How much can life put on your shoulders
My struggles throughout life. How much can we really cope with? Recently my Mother was diagnosed with Lung Cancer, my uncle is dying of cancer, my Sister is spinning out of control, and who knows what's next on this roller coaster. Hopefully with lot's of prayer there will be light at the end of this tunnel!
Monday, December 19, 2011
It's been awhile
Went up and bar tended at my Grandparents Christmas party yesterday. Had a good time; but all the way up the seat next to me felt empty... I decided that it really sucked... The ride up, not the overall experience. I get mad when I see elderly couples together; not at them per say but at the whole idea that they get to be together here on Earth and my parents do not... I get over it... I understand that they are together on the other side of the veil; it's just not fair to those of us here.
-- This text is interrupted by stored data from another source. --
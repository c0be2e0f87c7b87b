use std::sync::Arc;

use parking_lot::Mutex;

#[derive(Debug, Clone, Copy, PartialEq, Eq, Hash)]
pub enum ViewCapability {
    Zoom,
    ZoomModality,
    Continuous,
    ViewModeModality,
    TrimMargins,
}

/// A named presentation of the document that exposes tunable capabilities.
pub trait View: Send {
    fn name(&self) -> &str;

    fn supports(&self, _capability: ViewCapability) -> bool {
        false
    }

    /// Called for views supporting [`ViewCapability::Zoom`].
    fn zoom_changed(&mut self, _factor: i32) {}
}

pub type ViewHandle = Arc<Mutex<dyn View>>;
use std::fs;
use std::path::{Path, PathBuf};

use anyhow::{Context, Result};
use directories::ProjectDirs;
use serde::{Deserialize, Serialize};
use serde_with::{serde_as, DisplayFromStr};

use crate::geometry::Color;

pub const DEFAULT_HISTORY_SIZE: usize = 100;
pub const DEFAULT_PIXMAP_MEMORY_BUDGET: usize = 128 * 1024 * 1024;

/// Engine settings, read from `folio.toml`.
#[serde_as]
#[derive(Debug, Clone, PartialEq, Serialize, Deserialize)]
#[serde(default)]
pub struct Settings {
    pub history_size: usize,
    /// Bytes of cached pixmaps kept before trimming far-away pages.
    pub pixmap_memory_budget: usize,
    pub max_in_flight_requests: usize,
    #[serde_as(as = "DisplayFromStr")]
    pub search_highlight_color: Color,
    pub text: TextSettings,
}

impl Default for Settings {
    fn default() -> Self {
        Self {
            history_size: DEFAULT_HISTORY_SIZE,
            pixmap_memory_budget: DEFAULT_PIXMAP_MEMORY_BUDGET,
            max_in_flight_requests: 1,
            search_highlight_color: Color::YELLOW,
            text: TextSettings::default(),
        }
    }
}

/// Layout of the plain-text backend.
#[derive(Debug, Clone, PartialEq, Eq, Serialize, Deserialize)]
#[serde(default)]
pub struct TextSettings {
    pub lines_per_page: usize,
    pub columns: usize,
    /// Rasterize on the rayon pool instead of the owner thread.
    pub threaded: bool,
}

impl Default for TextSettings {
    fn default() -> Self {
        Self {
            lines_per_page: 50,
            columns: 80,
            threaded: false,
        }
    }
}

impl Settings {
    /// Missing files yield defaults; malformed ones are an error.
    pub fn load(path: &Path) -> Result<Self> {
        if !path.exists() {
            return Ok(Self::default());
        }
        let raw = fs::read_to_string(path)
            .with_context(|| format!("failed to read settings file {:?}", path))?;
        let settings: Settings = toml::from_str(&raw)
            .with_context(|| format!("failed to parse settings file {:?}", path))?;
        Ok(settings.sanitized())
    }

    pub fn default_path() -> Option<PathBuf> {
        ProjectDirs::from("org", "folio", "folio").map(|dirs| dirs.config_dir().join("folio.toml"))
    }

    pub fn to_toml(&self) -> Result<String> {
        Ok(toml::to_string_pretty(self)?)
    }

    fn sanitized(mut self) -> Self {
        self.history_size = self.history_size.max(1);
        self.max_in_flight_requests = self.max_in_flight_requests.max(1);
        self.text.lines_per_page = self.text.lines_per_page.max(1);
        self.text.columns = self.text.columns.max(1);
        self
    }
}

#[cfg(test)]
mod tests {
    use super::*;
    use tempfile::tempdir;

    #[test]
    fn missing_file_gives_defaults() {
        let dir = tempdir().unwrap();
        let settings = Settings::load(&dir.path().join("absent.toml")).unwrap();
        assert_eq!(settings, Settings::default());
    }

    #[test]
    fn partial_file_overrides_only_given_keys() {
        let dir = tempdir().unwrap();
        let path = dir.path().join("folio.toml");
        fs::write(
            &path,
            "history_size = 5\nsearch_highlight_color = \"#00ff00\"\n[text]\ncolumns = 40\n",
        )
        .unwrap();

        let settings = Settings::load(&path).unwrap();
        assert_eq!(settings.history_size, 5);
        assert_eq!(settings.search_highlight_color, Color::rgb(0, 255, 0));
        assert_eq!(settings.text.columns, 40);
        assert_eq!(settings.text.lines_per_page, 50);
        assert_eq!(settings.max_in_flight_requests, 1);
    }

    #[test]
    fn malformed_color_is_reported() {
        let dir = tempdir().unwrap();
        let path = dir.path().join("folio.toml");
        fs::write(&path, "search_highlight_color = \"yellow\"\n").unwrap();
        let err = Settings::load(&path).unwrap_err();
        assert!(format!("{err:#}").contains("failed to parse settings file"));
    }

    #[test]
    fn defaults_serialize_back_to_toml() {
        let rendered = Settings::default().to_toml().unwrap();
        let parsed: Settings = toml::from_str(&rendered).unwrap();
        assert_eq!(parsed, Settings::default());
    }
}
Hell, it's not fair to me! But no one ever said that life is fair huh.
I was praying the other night, I was telling God how much I missed my mother and I realized that I really should be saying I miss my Mother and Father... Though it was just a little more than five years ago that my Dad passed away it sometimes seems like an eternity. I guess that they abyss that I had for him five years ago has slowly filled in... I'm not sure if that's a good thing or not? Time heals all wounds I guess...
Oh Well... Time to go take another step forward.
Thursday, May 19, 2011
Sitting at chemo
So today is another chemo day. We saw the doctor yesterday with Mary. He was only about 20 minutes late which for him is pretty much early! Mom has lost some more weight, down to 111.6 pounds, kidneys are still not working right and her white blood count is low but okay. So the doctor comes in for probably his shortest visit yet and asks how she's doing, etc etc etc. He says we need to do a pet scan before the next Round to see how the treatments are everything. He writes up the prescription and sends us on our merry way.
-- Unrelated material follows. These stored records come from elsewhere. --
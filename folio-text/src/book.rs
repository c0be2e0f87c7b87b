//! Splits plain text into fixed-size pages of wrapped lines.

use folio_core::viewport::{Anchor, RePos};
use folio_core::{DocumentSynopsis, DocumentViewport, SynopsisEntry, TextSettings};

use crate::grid::Grid;

const TAB_WIDTH: usize = 4;

/// A markdown heading, positioned on its first wrapped line.
#[derive(Debug, Clone, PartialEq, Eq)]
pub struct Title {
    pub level: usize,
    pub text: String,
    pub page: usize,
    pub line: usize,
}

/// A URL spanning `start..end` columns of one wrapped line.
#[derive(Debug, Clone, PartialEq, Eq)]
pub struct Link {
    pub page: usize,
    pub line: usize,
    pub start: usize,
    pub end: usize,
    pub url: String,
}

#[derive(Debug, Clone, PartialEq, Eq)]
pub struct TextBook {
    pub source: String,
    pub pages: Vec<Vec<String>>,
    pub titles: Vec<Title>,
    pub links: Vec<Link>,
    pub word_count: usize,
}

impl TextBook {
    /// Wraps `source` at `settings.columns` and cuts pages every
    /// `settings.lines_per_page` lines. Empty input still yields one page.
    pub fn paginate(source: String, settings: &TextSettings, markdown: bool) -> Self {
        let columns = settings.columns.max(1);
        let lines_per_page = settings.lines_per_page.max(1);
        let position = |index: usize| (index / lines_per_page, index % lines_per_page);

        let mut lines: Vec<String> = Vec::new();
        let mut titles = Vec::new();
        for raw in source.lines() {
            let expanded = raw.replace('\t', &" ".repeat(TAB_WIDTH));
            if markdown {
                if let Some((level, text)) = heading(&expanded) {
                    let (page, line) = position(lines.len());
                    titles.push(Title {
                        level,
                        text,
                        page,
                        line,
                    });
                }
            }
            lines.extend(wrap(&expanded, columns));
        }
        if lines.is_empty() {
            lines.push(String::new());
        }

        let links = lines
            .iter()
            .enumerate()
            .flat_map(|(index, line)| {
                let (page, line_in_page) = position(index);
                find_urls(line)
                    .into_iter()
                    .map(move |(start, end, url)| Link {
                        page,
                        line: line_in_page,
                        start,
                        end,
                        url,
                    })
            })
            .collect();

        let word_count = source.split_whitespace().count();
        let pages = lines
            .chunks(lines_per_page)
            .map(<[String]>::to_vec)
            .collect();

        Self {
            source,
            pages,
            titles,
            links,
            word_count,
        }
    }

    pub fn page_count(&self) -> usize {
        self.pages.len()
    }

    pub fn lines(&self, page: usize) -> &[String] {
        self.pages.get(page).map_or(&[], Vec::as_slice)
    }

    /// Nests headings by level; a heading closes every open one at its level or deeper.
    pub fn synopsis(&self, grid: &Grid) -> Option<DocumentSynopsis> {
        if self.titles.is_empty() {
            return None;
        }
        let mut roots: Vec<SynopsisEntry> = Vec::new();
        let mut open: Vec<(usize, SynopsisEntry)> = Vec::new();

        fn close(open: &mut Vec<(usize, SynopsisEntry)>, roots: &mut Vec<SynopsisEntry>) {
            if let Some((_, entry)) = open.pop() {
                match open.last_mut() {
                    Some((_, parent)) => parent.children.push(entry),
                    None => roots.push(entry),
                }
            }
        }

        for title in &self.titles {
            while open.last().map_or(false, |(level, _)| *level >= title.level) {
                close(&mut open, &mut roots);
            }
            let viewport = DocumentViewport {
                page_number: title.page as i32,
                re_pos: Some(RePos {
                    normalized_x: 0.0,
                    normalized_y: grid.row_top(title.line),
                    anchor: Anchor::TopLeft,
                }),
                auto_fit: None,
            };
            open.push((
                title.level,
                SynopsisEntry {
                    title: title.text.clone(),
                    viewport: Some(viewport),
                    children: Vec::new(),
                },
            ));
        }
        while !open.is_empty() {
            close(&mut open, &mut roots);
        }
        Some(DocumentSynopsis { entries: roots })
    }
}

fn heading(line: &str) -> Option<(usize, String)> {
    let level = line.chars().take_while(|c| *c == '#').count();
    if !(1..=6).contains(&level) {
        return None;
    }
    let rest = &line[level..];
    if !rest.starts_with(' ') {
        return None;
    }
    let text = rest.trim().trim_end_matches('#').trim();
    (!text.is_empty()).then(|| (level, text.to_owned()))
}

fn wrap(line: &str, columns: usize) -> Vec<String> {
    let chars: Vec<char> = line.chars().collect();
    if chars.is_empty() {
        return vec![String::new()];
    }
    chars
        .chunks(columns)
        .map(|chunk| chunk.iter().collect())
        .collect()
}

fn find_urls(line: &str) -> Vec<(usize, usize, String)> {
    let chars: Vec<char> = line.chars().collect();
    let mut found = Vec::new();
    let mut col = 0;
    while col < chars.len() {
        if chars[col].is_whitespace() {
            col += 1;
            continue;
        }
        let start = col;
        while col < chars.len() && !chars[col].is_whitespace() {
            col += 1;
        }
        let token: String = chars[start..col].iter().collect();
        let trimmed = token.trim_end_matches(|c: char| ".,;:!?)]}\"'".contains(c));
        if trimmed.starts_with("http://") || trimmed.starts_with("https://") {
            let end = start + trimmed.chars().count();
            found.push((start, end, trimmed.to_owned()));
        }
    }
    found
}

#[cfg(test)]
mod tests {
    use super::*;

    fn settings(columns: usize, lines_per_page: usize) -> TextSettings {
        TextSettings {
            columns,
            lines_per_page,
            threaded: false,
        }
    }

    #[test]
    fn long_lines_wrap_and_pages_fill_up() {
        let book = TextBook::paginate("abcdefghij\nxy\n\nz".into(), &settings(4, 3), false);
        assert_eq!(
            book.pages,
            vec![
                vec!["abcd".to_string(), "efgh".into(), "ij".into()],
                vec!["xy".into(), "".into(), "z".into()],
            ]
        );
    }

    #[test]
    fn empty_input_is_one_blank_page() {
        let book = TextBook::paginate(String::new(), &settings(80, 50), false);
        assert_eq!(book.page_count(), 1);
        assert_eq!(book.lines(0), &[String::new()]);
        assert!(book.lines(3).is_empty());
    }

    #[test]
    fn headings_only_count_in_markdown() {
        let text = "# Intro\ntext\n## Detail ##\n#nospace\n".to_string();
        let plain = TextBook::paginate(text.clone(), &settings(80, 2), false);
        assert!(plain.titles.is_empty());

        let book = TextBook::paginate(text, &settings(80, 2), true);
        assert_eq!(
            book.titles,
            vec![
                Title {
                    level: 1,
                    text: "Intro".into(),
                    page: 0,
                    line: 0
                },
                Title {
                    level: 2,
                    text: "Detail".into(),
                    page: 1,
                    line: 0
                },
            ]
        );
    }

    #[test]
    fn synopsis_nests_by_heading_level() {
        let text = "## Preface\n# One\n## One.A\n### deep\n## One.B\n# Two\n".to_string();
        let book = TextBook::paginate(text, &settings(80, 2), true);
        let synopsis = book.synopsis(&Grid::new(&settings(80, 2))).unwrap();

        let outline: Vec<(usize, &str)> = synopsis
            .flatten()
            .into_iter()
            .map(|(depth, entry)| (depth, entry.title.as_str()))
            .collect();
        assert_eq!(
            outline,
            vec![
                (0, "Preface"),
                (0, "One"),
                (1, "One.A"),
                (2, "deep"),
                (1, "One.B"),
                (0, "Two"),
            ]
        );
        let two = &synopsis.entries[2];
        assert_eq!(two.viewport.unwrap().page_number, 2);
    }

    #[test]
    fn urls_are_found_with_trailing_punctuation_removed() {
        let book = TextBook::paginate(
            "see https://example.org/docs, or http://a.b).\nnone here".into(),
            &settings(80, 50),
            false,
        );
        let urls: Vec<_> = book.links.iter().map(|l| (l.start, l.end, l.url.as_str())).collect();
        assert_eq!(
            urls,
            vec![(4, 28, "https://example.org/docs"), (33, 43, "http://a.b")]
        );
    }

    #[test]
    fn tabs_expand_before_wrapping() {
        let book = TextBook::paginate("\tx".into(), &settings(80, 50), false);
        assert_eq!(book.lines(0)[0], "    x");
    }
}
Later that afternoon though he calls back and says he wants to change the chemo to a new one that shouldnt be so hard on her kidneys. I'm all for this but it seems like we're rapidly burning through medicines that at least seem to be slowing the progression of the cancer.
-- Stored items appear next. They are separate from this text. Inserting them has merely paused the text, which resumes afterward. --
fn factorial(n: u32) -> f64 {
    (1..=n).map(f64::from).product()
}

/// A polynomial in area coordinates: the sum of `coef · L0^a L1^b L2^c` terms
#[derive(Debug, Clone, Default)]
struct AreaPolynomial {
    terms: SmallVec<[(f64, [u32; 3]); 16]>,
}

impl AreaPolynomial {
    fn term(coef: f64, exponents: [u32; 3]) -> Self {
        let mut poly = Self::default();
        poly.push(coef, exponents);
        poly
    }

    fn push(&mut self, coef: f64, exponents: [u32; 3]) {
        if coef != 0.0 {
            self.terms.push((coef, exponents));
        }
    }

    /// The quadratic shape function of local node `i`
    fn shape_function(i: usize) -> Self {
        if i < 3 {
            let mut square = [0; 3];
            square[i] = 2;
            let mut linear = [0; 3];
            linear[i] = 1;

            let mut poly = Self::term(2.0, square);
            poly.push(-1.0, linear);
            poly
        } else {
            let [a, b] = MIDPOINT_VERTICES[i - 3];
            let mut exponents = [0; 3];
            exponents[a] = 1;
            exponents[b] = 1;
            Self::term(4.0, exponents)
        }
    }

    /// Gradient component of shape function `i`, given `dL_k/ds` for one direction `s`.
    ///
    /// The result is linear in the area coordinates.
    fn shape_derivative(i: usize, dl: &[f64; 3]) -> Self {
        let mut poly = Self::default();
        if i < 3 {
            // d/ds L(2L - 1) = (4L - 1) dL/ds
            let mut linear = [0; 3];
            linear[i] = 1;
            poly.push(4.0 * dl[i], linear);
            poly.push(-dl[i], [0; 3]);
        } else {
            // d/ds 4LaLb = 4(Lb dLa/ds + La dLb/ds)
            let [a, b] = MIDPOINT_VERTICES[i - 3];
            let mut lb = [0; 3];
            lb[b] = 1;
            let mut la = [0; 3];
            la[a] = 1;
            poly.push(4.0 * dl[a], lb);
            poly.push(4.0 * dl[b], la);
        }
        poly
    }

    fn product(&self, other: &Self) -> Self {
        let mut poly = Self::default();
        for (ca, ea) in self.terms.iter() {
            for (cb, eb) in other.terms.iter() {
                poly.push(ca * cb, [ea[0] + eb[0], ea[1] + eb[1], ea[2] + eb[2]]);
            }
        }
        poly
    }

    fn integrate(&self, area: f64) -> f64 {
        self.terms
            .iter()
            .map(|(coef, exponents)| coef * area_moment(*exponents, area))
            .sum()
    }
}

/// The direction-separated integrals every element matrix is built from
#[derive(Debug, Clone, PartialEq)]
pub struct ElementIntegrals {
    /// `∫ ∂Ni/∂x ∂Nj/∂x dA`
    pub kxx: LocalMatrix,
    /// `∫ ∂Ni/∂y ∂Nj/∂y dA`
    pub kyy: LocalMatrix,
    /// `∫ Ni Nj dA`
    pub mass: LocalMatrix,
    /// `∫ (∂Ni/∂x) Nj dA`
    pub lx: LocalMatrix,
    /// `∫ (∂Ni/∂y) Nj dA`
    pub ly: LocalMatrix,
}

impl ElementIntegrals {
    pub fn new(geometry: &TriangleGeometry) -> Self {
        let area = geometry.area;
        let shape: Vec<AreaPolynomial> = (0..NODES_PER_ELEMENT)
            .map(AreaPolynomial::shape_function)
            .collect();
        let dx: Vec<AreaPolynomial> = (0..NODES_PER_ELEMENT)
            .map(|i| AreaPolynomial::shape_derivative(i, &geometry.dl_dx))
            .collect();
        let dy: Vec<AreaPolynomial> = (0..NODES_PER_ELEMENT)
            .map(|i| AreaPolynomial::shape_derivative(i, &geometry.dl_dy))
            .collect();

        let mut ints = Self {
            kxx: [[0.0; NODES_PER_ELEMENT]; NODES_PER_ELEMENT],
            kyy: [[0.0; NODES_PER_ELEMENT]; NODES_PER_ELEMENT],
            mass: mass_matrix(area),
            lx: [[0.0; NODES_PER_ELEMENT]; NODES_PER_ELEMENT],
            ly: [[0.0; NODES_PER_ELEMENT]; NODES_PER_ELEMENT],
        };

        for i in 0..NODES_PER_ELEMENT {
            for j in 0..NODES_PER_ELEMENT {
                if j >= i {
                    ints.kxx[i][j] = dx[i].product(&dx[j]).integrate(area);
                    ints.kyy[i][j] = dy[i].product(&dy[j]).integrate(area);
                    ints.kxx[j][i] = ints.kxx[i][j];
                    ints.kyy[j][i] = ints.kyy[i][j];
                }
                ints.lx[i][j] = dx[i].product(&shape[j]).integrate(area);
                ints.ly[i][j] = dy[i].product(&shape[j]).integrate(area);
            }
        }

        ints
    }

    /// First-moment matrix along the periodic axis
    pub fn first_moment(&self, axis: PeriodicAxis) -> &LocalMatrix {
        match axis {
            PeriodicAxis::X => &self.lx,
            PeriodicAxis::Y => &self.ly,
        }
    }
}

/// `∫NiNj dA` from the standard template
pub fn mass_matrix(area: f64) -> LocalMatrix {
    MASS_TEMPLATE.map(|row| row.map(|t| t * area / 180.0))
}

/// Ordinary Helmholtz element matrix:
/// `P_yy·∫∂Ni/∂y∂Nj/∂y + P_xx·∫∂Ni/∂x∂Nj/∂x − k0²·Q_zz·∫NiNj`
pub fn helmholtz_matrix(
    ints: &ElementIntegrals,
    p: &Matrix3<f64>,
    q: &Matrix3<f64>,
    k0: f64,
) -> LocalMatrix {
    let (p_xx, p_yy, q_zz) = (p[(0, 0)], p[(1, 1)], q[(2, 2)]);
    let k0_sq = k0 * k0;

    let mut emat = [[0.0; NODES_PER_ELEMENT]; NODES_PER_ELEMENT];
    for i in 0..NODES_PER_ELEMENT {
        for j in 0..NODES_PER_ELEMENT {
            emat[i][j] = p_yy * ints.kyy[i][j] + p_xx * ints.kxx[i][j]
                - k0_sq * q_zz * ints.mass[i][j];
        }
    }
    emat
}

/// Element contributions to the periodic-cell eigenproblem `(K − jβC − β²M)·u = 0`
#[derive(Debug, Clone, PartialEq)]
pub struct PeriodicElementMatrices {
    /// `k0²·Q_zz·M − P_xx·Kxx − P_yy·Kyy`
    pub k: LocalMatrix,
    /// Antisymmetric damping matrix (slowly-varying-envelope formulation only)
    pub c: Option<LocalMatrix>,
    /// Mass matrix (slowly-varying-envelope formulation only)
    pub m: Option<LocalMatrix>,
}

pub fn periodic_matrices(
    ints: &ElementIntegrals,
    p: &Matrix3<f64>,
    q: &Matrix3<f64>,
    k0: f64,
    axis: PeriodicAxis,
    svea: bool,
) -> PeriodicElementMatrices {
    let helmholtz = helmholtz_matrix(ints, p, q, k0);
    let k = helmholtz.map(|row| row.map(|v| -v));

    if !svea {
        return PeriodicElementMatrices { k, c: None, m: None };
    }

    let p_yy = p[(1, 1)];
    let l = ints.first_moment(axis);
    let sign = match axis {
        PeriodicAxis::X => 1.0,
        PeriodicAxis::Y => -1.0,
    };

    let mut c = [[0.0; NODES_PER_ELEMENT]; NODES_PER_ELEMENT];
    for i in 0..NODES_PER_ELEMENT {
        for j in 0..NODES_PER_ELEMENT {
            c[i][j] = sign * p_yy * (l[i][j] - l[j][i]);
        }
    }

    PeriodicElementMatrices {
        k,
        c: Some(c),
        m: Some(ints.mass.map(|row| row.map(|v| p_yy * v))),
    }
}

#[cfg(test)]
mod tests {
    use super::*;
    use approx::assert_abs_diff_eq;

    const TOL: f64 = 1e-13;

    fn unit_right_triangle() -> TriangleGeometry {
        TriangleGeometry::new(&[
            Point::new(0.0, 0.0),
            Point::new(1.0, 0.0),
            Point::new(0.0, 1.0),
        ])
    }

    fn assert_matrix_eq(actual: &LocalMatrix, expected: &LocalMatrix) {
        for i in 0..NODES_PER_ELEMENT {
            for j in 0..NODES_PER_ELEMENT {
                assert_abs_diff_eq!(actual[i][j], expected[i][j], epsilon = TOL);
            }
        }
    }

    #[test]
    fn geometry() {
        let geom = unit_right_triangle();

        assert_abs_diff_eq!(geom.area, 0.5);
        assert_eq!(geom.dl_dx, [-1.0, 1.0, 0.0]);
        assert_eq!(geom.dl_dy, [-1.0, 0.0, 1.0]);
    }

    #[test]
    #[should_panic]
    fn clockwise_triangle() {
        let _ = TriangleGeometry::new(&[
            Point::new(0.0, 0.0),
            Point::new(0.0, 1.0),
            Point::new(1.0, 0.0),
        ]);
    }

    #[test]
    fn moments() {
        assert_abs_diff_eq!(area_moment([0, 0, 0], 0.5), 0.5, epsilon = TOL);
        assert_abs_diff_eq!(area_moment([1, 0, 0], 3.0), 1.0, epsilon = TOL);
        assert_abs_diff_eq!(area_moment([1, 1, 0], 12.0), 1.0, epsilon = TOL);
        assert_abs_diff_eq!(area_moment([2, 0, 0], 6.0), 1.0, epsilon = TOL);
    }

    #[test]
    fn mass_template_matches_direct_integration() {
        let geom = TriangleGeometry::new(&[
            Point::new(0.2, -0.1),
            Point::new(1.7, 0.4),
            Point::new(0.5, 1.3),
        ]);
        let ints = ElementIntegrals::new(&geom);

        for i in 0..NODES_PER_ELEMENT {
            for j in 0..NODES_PER_ELEMENT {
                let direct = AreaPolynomial::shape_function(i)
                    .product(&AreaPolynomial::shape_function(j))
                    .integrate(geom.area);
                assert_abs_diff_eq!(ints.mass[i][j], direct, epsilon = TOL);
            }
        }
    }

    #[test]
    fn directional_stiffness_fixture() {
        let ints = ElementIntegrals::new(&unit_right_triangle());
        let (s, t, z) = (1.0 / 6.0, 2.0 / 3.0, 4.0 / 3.0);

        assert_matrix_eq(
            &ints.kxx,
            &[
                [0.5, s, 0.0, -t, 0.0, 0.0],
                [s, 0.5, 0.0, -t, 0.0, 0.0],
                [0.0; 6],
                [-t, -t, 0.0, z, 0.0, 0.0],
                [0.0, 0.0, 0.0, 0.0, z, -z],
                [0.0, 0.0, 0.0, 0.0, -z, z],
            ],
        );
        assert_matrix_eq(
            &ints.kyy,
            &[
                [0.5, 0.0, s, 0.0, 0.0, -t],
                [0.0; 6],
                [s, 0.0, 0.5, 0.0, 0.0, -t],
                [0.0, 0.0, 0.0, z, -z, 0.0],
                [0.0, 0.0, 0.0, -z, z, 0.0],
                [-t, 0.0, -t, 0.0, 0.0, z],
            ],
        );
    }

    #[test]
    fn helmholtz_fixture() {
        let ints = ElementIntegrals::new(&unit_right_triangle());
        let identity = Matrix3::identity();
        let k0 = 1.0;

        let emat = helmholtz_matrix(&ints, &identity, &identity, k0);

        let (s, t, e, f) = (1.0 / 6.0, 2.0 / 3.0, 8.0 / 3.0, 4.0 / 3.0);
        let stiffness: LocalMatrix = [
            [1.0, s, s, -t, 0.0, -t],
            [s, 0.5, 0.0, -t, 0.0, 0.0],
            [s, 0.0, 0.5, 0.0, 0.0, -t],
            [-t, -t, 0.0, e, -f, 0.0],
            [0.0, 0.0, 0.0, -f, e, -f],
            [-t, 0.0, -t, 0.0, -f, e],
        ];
        let expected = {
            let mut expected = stiffness;
            for i in 0..NODES_PER_ELEMENT {
                for j in 0..NODES_PER_ELEMENT {
                    expected[i][j] -= MASS_TEMPLATE[i][j] / 360.0;
                }
            }
            expected
        };

        assert_matrix_eq(&emat, &expected);
    }

    #[test]
    fn stiffness_rows_sum_to_zero() {
        let geom = TriangleGeometry::new(&[
            Point::new(-0.3, 0.1),
            Point::new(0.9, -0.2),
            Point::new(0.4, 0.8),
        ]);
        let ints = ElementIntegrals::new(&geom);
        let p = Matrix3::new(2.0, 0.0, 0.0, 0.0, 0.5, 0.0, 0.0, 0.0, 1.0);

        let emat = helmholtz_matrix(&ints, &p, &Matrix3::identity(), 0.0);

        for row in emat.iter() {
            assert_abs_diff_eq!(row.iter().sum::<f64>(), 0.0, epsilon = 1e-12);
        }
    }

    #[test]
    fn element_matrix_is_symmetric() {
        let geom = TriangleGeometry::new(&[
            Point::new(0.0, 0.0),
            Point::new(2.0, 0.5),
            Point::new(0.7, 1.1),
        ]);
        let ints = ElementIntegrals::new(&geom);
        let emat = helmholtz_matrix(&ints, &Matrix3::identity(), &(Matrix3::identity() * 3.0), 2.5);

        for i in 0..NODES_PER_ELEMENT {
            for j in 0..NODES_PER_ELEMENT {
                assert_abs_diff_eq!(emat[i][j], emat[j][i], epsilon = 1e-12);
            }
        }
    }

    #[test]
    fn stiffness_is_scale_invariant() {
        let small = ElementIntegrals::new(&unit_right_triangle());
        let large = ElementIntegrals::new(&TriangleGeometry::new(&[
            Point::new(5.0, 5.0),
            Point::new(8.0, 5.0),
            Point::new(5.0, 8.0),
        ]));

        assert_matrix_eq(&large.kxx, &small.kxx);
        assert_matrix_eq(&large.kyy, &small.kyy);
        for i in 0..NODES_PER_ELEMENT {
            for j in 0..NODES_PER_ELEMENT {
                assert_abs_diff_eq!(large.mass[i][j], 9.0 * small.mass[i][j], epsilon = 1e-12);
                assert_abs_diff_eq!(large.lx[i][j], 3.0 * small.lx[i][j], epsilon = 1e-12);
            }
        }
    }

    #[test]
    fn first_moment_fixture() {
        let ints = ElementIntegrals::new(&unit_right_triangle());
        let (a, b, c, d, e) = (1.0 / 15.0, 1.0 / 30.0, 1.0 / 10.0, 2.0 / 15.0, 4.0 / 15.0);

        assert_matrix_eq(
            &ints.lx,
            &[
                [-a, b, b, -c, b, -c],
                [-b, a, -b, c, c, -b],
                [0.0; 6],
                [c, -c, 0.0, 0.0, -d, d],
                [-b, -b, a, d, e, e],
                [b, b, -a, -d, -e, -e],
            ],
        );
    }

    #[test]
    fn first_moment_rows_integrate_the_gradient() {
        let geom = TriangleGeometry::new(&[
            Point::new(0.1, 0.0),
            Point::new(1.3, 0.2),
            Point::new(0.4, 0.9),
        ]);
        let ints = ElementIntegrals::new(&geom);

        // Σ_j Nj = 1, so each row reduces to ∫∂Ni/∂y
        for i in 0..NODES_PER_ELEMENT {
            let gradient = AreaPolynomial::shape_derivative(i, &geom.dl_dy).integrate(geom.area);
            assert_abs_diff_eq!(ints.ly[i].iter().sum::<f64>(), gradient, epsilon = 1e-12);
        }
    }

    #[test]
    fn periodic_without_svea() {
        let ints = ElementIntegrals::new(&unit_right_triangle());
        let identity = Matrix3::identity();

        let periodic = periodic_matrices(&ints, &identity, &identity, 1.3, PeriodicAxis::X, false);
        let ordinary = helmholtz_matrix(&ints, &identity, &identity, 1.3);

        assert!(periodic.c.is_none());
        assert!(periodic.m.is_none());
        assert_matrix_eq(&periodic.k, &ordinary.map(|row| row.map(|v| -v)));
    }

    #[test]
    fn periodic_with_svea() {
        let ints = ElementIntegrals::new(&unit_right_triangle());
        let p = Matrix3::identity() * 2.0;
        let q = Matrix3::identity();

        let along_x = periodic_matrices(&ints, &p, &q, 1.0, PeriodicAxis::X, true);
        let along_y = periodic_matrices(&ints, &p, &q, 1.0, PeriodicAxis::Y, true);

        let c = along_x.c.unwrap();
        let m = along_x.m.unwrap();
        for i in 0..NODES_PER_ELEMENT {
            for j in 0..NODES_PER_ELEMENT {
                assert_abs_diff_eq!(c[i][j], -c[j][i], epsilon = TOL);
                assert_abs_diff_eq!(c[i][j], 2.0 * (ints.lx[i][j] - ints.lx[j][i]), epsilon = TOL);
                assert_abs_diff_eq!(m[i][j], 2.0 * ints.mass[i][j], epsilon = TOL);
            }
        }

        let c_y = along_y.c.unwrap();
        assert_abs_diff_eq!(c_y[0][2], -2.0 * (ints.ly[0][2] - ints.ly[2][0]), epsilon = TOL);
    }
}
So here we are waiting in the chemo room for the pharmacy to bring up the New medicine. Mom already has an iv line in her arm that's slowly pumping in saline. Were just waiting, she's trying to sleep, I'm trying to type but I have a sinister plan in my mind... i want a picture of the nurse in her bunny suit delivering the chemo....
Tuesday, May 10, 2011
Posting Just to Post a Post
Tuesday, December 14, 2010
Another Day in Paradise
So it's been awhile since I've posted here. The latest info is as follows. Mom is still in hospital, she's upset, scared, and exhausted. Yesterday they ran a battery of tests on her all day. She couldn't eat from midnight Sunday until around 7 pm on Monday so she was starving, going through nicotine and smoking withdrawals and generally depressed all at the same time. As I said before (I'm probably rambling now because my brain is fried out) the doctors did a whole bunch of tests yesterday, they did a second batch of CT Scans, a biopsy of the lung tumor, an MRI on the brain, a bone scan to look for any cancer in the bones, and a barium (I think that's what it's called, its the yucky chalk like stuff that lets them look at your intestines and lower parts of your stomach area) CT scan.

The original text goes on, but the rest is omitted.